部屋の扉を開けた父親は俺を見ながら「入りなさい」と語りかけてくる。
その声は張り詰めているように思える。
なるほど……。
父親の表情と態度と声色から瞬時に悟る。
俺の長年の社会人経験が、これからの話し合いは、俺の人生において、とても大事な話だということを告げている。
そして、その話し合いは失敗したらいけないという事も分かった。
つまり、俺はこれから父親に問われ試されるのだろう。
俺も意識を張り詰める。
気分は、面接室に呼ばれる5分前のごとくだ!
部屋の中に入ると、一人の先客が椅子に座っていた。
質素で簡素な椅子であったが、ハーフエルフであり見目美しいアリサ先生が座っていると、まったく違った印象を与えてくる。
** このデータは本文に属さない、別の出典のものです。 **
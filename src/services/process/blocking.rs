//! Supervisor for a child whose exit drives task completion.

use std::process::ExitStatus;
use std::time::Duration;
use tokio::io::{AsyncBufReadExt, BufReader};
use tokio::process::Child;
use tokio::task::JoinHandle;
use tokio::time::timeout;

use crate::services::director::Directorate;

/// How long a child gets to exit gracefully before being killed.
const GRACEFUL_EXIT_TIMEOUT: Duration = Duration::from_secs(2);

/// Owns one blocking child, logging its output line by line.
pub struct BlockingProcessManager {
    child: Child,
    identifier: String,
    pid: Option<u32>,
    io_loggers: Vec<JoinHandle<()>>,
}

impl BlockingProcessManager {
    /// Take ownership of a spawned child and begin streaming its output.
    pub fn new(mut child: Child, identifier: impl Into<String>, dirate: &Directorate) -> Self {
        let identifier = identifier.into();
        let pid = child.id();
        let mut io_loggers = Vec::new();

        if let Some(stdout) = child.stdout.take() {
            io_loggers.push(spawn_line_logger(
                stdout,
                dirate.clone(),
                identifier.clone(),
                pid,
                "stdout",
            ));
        }
        if let Some(stderr) = child.stderr.take() {
            io_loggers.push(spawn_line_logger(
                stderr,
                dirate.clone(),
                identifier.clone(),
                pid,
                "stderr",
            ));
        }

        Self {
            child,
            identifier,
            pid,
            io_loggers,
        }
    }

    pub fn identifier(&self) -> &str {
        &self.identifier
    }

    pub fn pid(&self) -> Option<u32> {
        self.pid
    }

    /// Wait for the child to exit on its own.
    pub async fn wait(&mut self) -> std::io::Result<ExitStatus> {
        let status = self.child.wait().await?;
        self.drain_loggers().await;
        Ok(status)
    }

    /// Request graceful termination, escalating to a kill after a timeout.
    pub async fn close(&mut self) {
        request_graceful_exit(&self.child);

        if timeout(GRACEFUL_EXIT_TIMEOUT, self.child.wait()).await.is_err() {
            let _ = self.child.kill().await;
        }
        self.drain_loggers().await;
    }

    async fn drain_loggers(&mut self) {
        for logger in self.io_loggers.drain(..) {
            let _ = logger.await;
        }
    }
}

/// Ask the child to exit without force.
#[cfg(unix)]
pub(crate) fn request_graceful_exit(child: &Child) {
    use nix::sys::signal::{kill, Signal};
    use nix::unistd::Pid;

    if let Some(pid) = child.id() {
        let _ = kill(Pid::from_raw(pid as i32), Signal::SIGTERM);
    }
}

#[cfg(not(unix))]
pub(crate) fn request_graceful_exit(_child: &Child) {
    // No portable graceful signal; the kill escalation handles it.
}

fn spawn_line_logger<R>(
    reader: R,
    dirate: Directorate,
    identifier: String,
    pid: Option<u32>,
    stream: &'static str,
) -> JoinHandle<()>
where
    R: tokio::io::AsyncRead + Unpin + Send + 'static,
{
    tokio::spawn(async move {
        let mut lines = BufReader::new(reader).lines();
        let pid = pid.map_or_else(|| "?".to_string(), |p| p.to_string());
        while let Ok(Some(line)) = lines.next_line().await {
            dirate.log_event(&format!("'{identifier}' ( {pid} ) <{stream}> {line}"));
        }
    })
}

#[cfg(test)]
mod tests {
    use super::*;
    use crate::domain::directive::Verbosity;
    use crate::services::director::Director;
    use std::process::Stdio;

    fn test_directorate() -> Directorate {
        let (director, _rx) = Director::new(Verbosity::Full);
        Directorate::new("test", director)
    }

    #[tokio::test]
    async fn test_wait_collects_exit_status() {
        let child = tokio::process::Command::new("sh")
            .args(["-c", "echo out; exit 7"])
            .stdout(Stdio::piped())
            .stderr(Stdio::piped())
            .spawn()
            .unwrap();

        let mut manager = BlockingProcessManager::new(child, "probe", &test_directorate());
        let status = manager.wait().await.unwrap();
        assert_eq!(status.code(), Some(7));
    }

    #[tokio::test]
    async fn test_close_terminates_lingering_child() {
        let child = tokio::process::Command::new("sleep")
            .arg("30")
            .stdout(Stdio::piped())
            .stderr(Stdio::piped())
            .spawn()
            .unwrap();

        let mut manager = BlockingProcessManager::new(child, "lingerer", &test_directorate());
        let started = std::time::Instant::now();
        manager.close().await;
        assert!(started.elapsed() < Duration::from_secs(10));
    }
}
本当に、この女性を彼女に出来る人は、幸せだろうな……。
まぁ、俺には縁の無い話だな。
「アルス、話は全てアリサ殿から聞いた。正直、俺としても……、答えを決め兼ねているところだ。その上で、アルス、お前に聞いておきたい」
――ほら、来た。
俺の覚悟を試すつもりだろうな。
「お前は、本当にアリサ殿でいいのか? 彼女は平民だぞ?」
アリサ殿でいいのか? と聞かれても連れてきたのは父親であるアドリアンだろうに……。
そんなことを態々聞いてくるとは、なんと言うか少し意地が悪いと思うが……。
今は、それは置いておこうとしよう。
「お父さん! それは本気で言っていますか?」
「本気とは?」
「彼女の……アリサ先生のことです!」
「無論だ! これは、シューバッハ領地の問題でもあり、アルセス辺境伯にも伝えないといけない案件だ。中途半端な気持ちでは――」
どうやら、父親はアリサ先生が平民だと言うのを問題にしているらしい。
なるほど……。
貴族というのは体裁を重んじるものだ。
それはつまり……、一番下位に属する騎士爵であっても変わらないのだろう。
だからこそ、平民に本気で魔法を習うつもりなのか? と聞いてきたのだろうな。
自分で連れてきておいて、その質問は、アリサ先生に対して、失礼だと思わないのだろうか?